On substituting the above values in equ1, we get say n=2m, \(x(2mT) ≡ xmT_{(1)} = u_c (mT_1)cos⁡πm(2k-1)=(-1)^m u_c (mT_1)\)

where \(T_1=2T=\frac{1}{B}\). For n odd, say n=2m-1 in equ2 then we get the result as follows

\(u_s (mT_1-\frac{T_1}{2})(-1)^{m+k+1}\)

Hence proved.

 

33. Which low pass signal component occurs at the rate of B samples per second with even-numbered samples of x(t)?

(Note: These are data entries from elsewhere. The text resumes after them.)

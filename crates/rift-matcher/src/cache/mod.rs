//! Cache backends for matching verdicts.
//!
//! Keys are request fingerprints, values are encoded [`crate::models::CachedResponse`]s.
//! Backends must be safe for concurrent get/set from many request threads;
//! atomicity is only required per key.

mod inmemory;

pub use inmemory::{CacheStats, InMemoryCache};

use crate::error::CacheError;
use std::collections::HashMap;

/// Key/value store behind the cache matcher.
pub trait Cache: Send + Sync {
    fn get(&self, key: &str) -> Option<Vec<u8>>;

    fn set(&self, key: &str, value: Vec<u8>) -> Result<(), CacheError>;

    fn get_all_entries(&self) -> Result<HashMap<String, Vec<u8>>, CacheError>;

    /// Remove every entry.
    fn delete_data(&self) -> Result<(), CacheError>;

    fn get_all_keys(&self) -> Vec<String>;
}

/// Backend that stores nothing. Every lookup misses.
#[derive(Debug, Default, Clone, Copy)]
pub struct NoCache;

impl Cache for NoCache {
    fn get(&self, _key: &str) -> Option<Vec<u8>> {
        None
    }

    fn set(&self, _key: &str, _value: Vec<u8>) -> Result<(), CacheError> {
        Ok(())
    }

    fn get_all_entries(&self) -> Result<HashMap<String, Vec<u8>>, CacheError> {
        Ok(HashMap::new())
    }

    fn delete_data(&self) -> Result<(), CacheError> {
        Ok(())
    }

    fn get_all_keys(&self) -> Vec<String> {
        Vec::new()
    }
}

#[cfg(test)]
mod tests {
    use super::*;

    #[test]
    fn test_no_cache_never_stores() {
        let cache = NoCache;
        cache.set("k", b"v".to_vec()).unwrap();
        assert!(cache.get("k").is_none());
        assert!(cache.get_all_keys().is_empty());
        assert!(cache.get_all_entries().unwrap().is_empty());
    }
}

A. uc-lowpass signal component
B. us-lowpass signal component
C. uc & us-lowpass signal component
D. none of the mentioned

Answer: A

The even-numbered samples of x(t), which occur at the rate of B samples per second, produce samples of the low pass signal component uc.

 

34. Which low pass signal component occurs at the rate of B samples per second with odd-numbered samples of x(t)?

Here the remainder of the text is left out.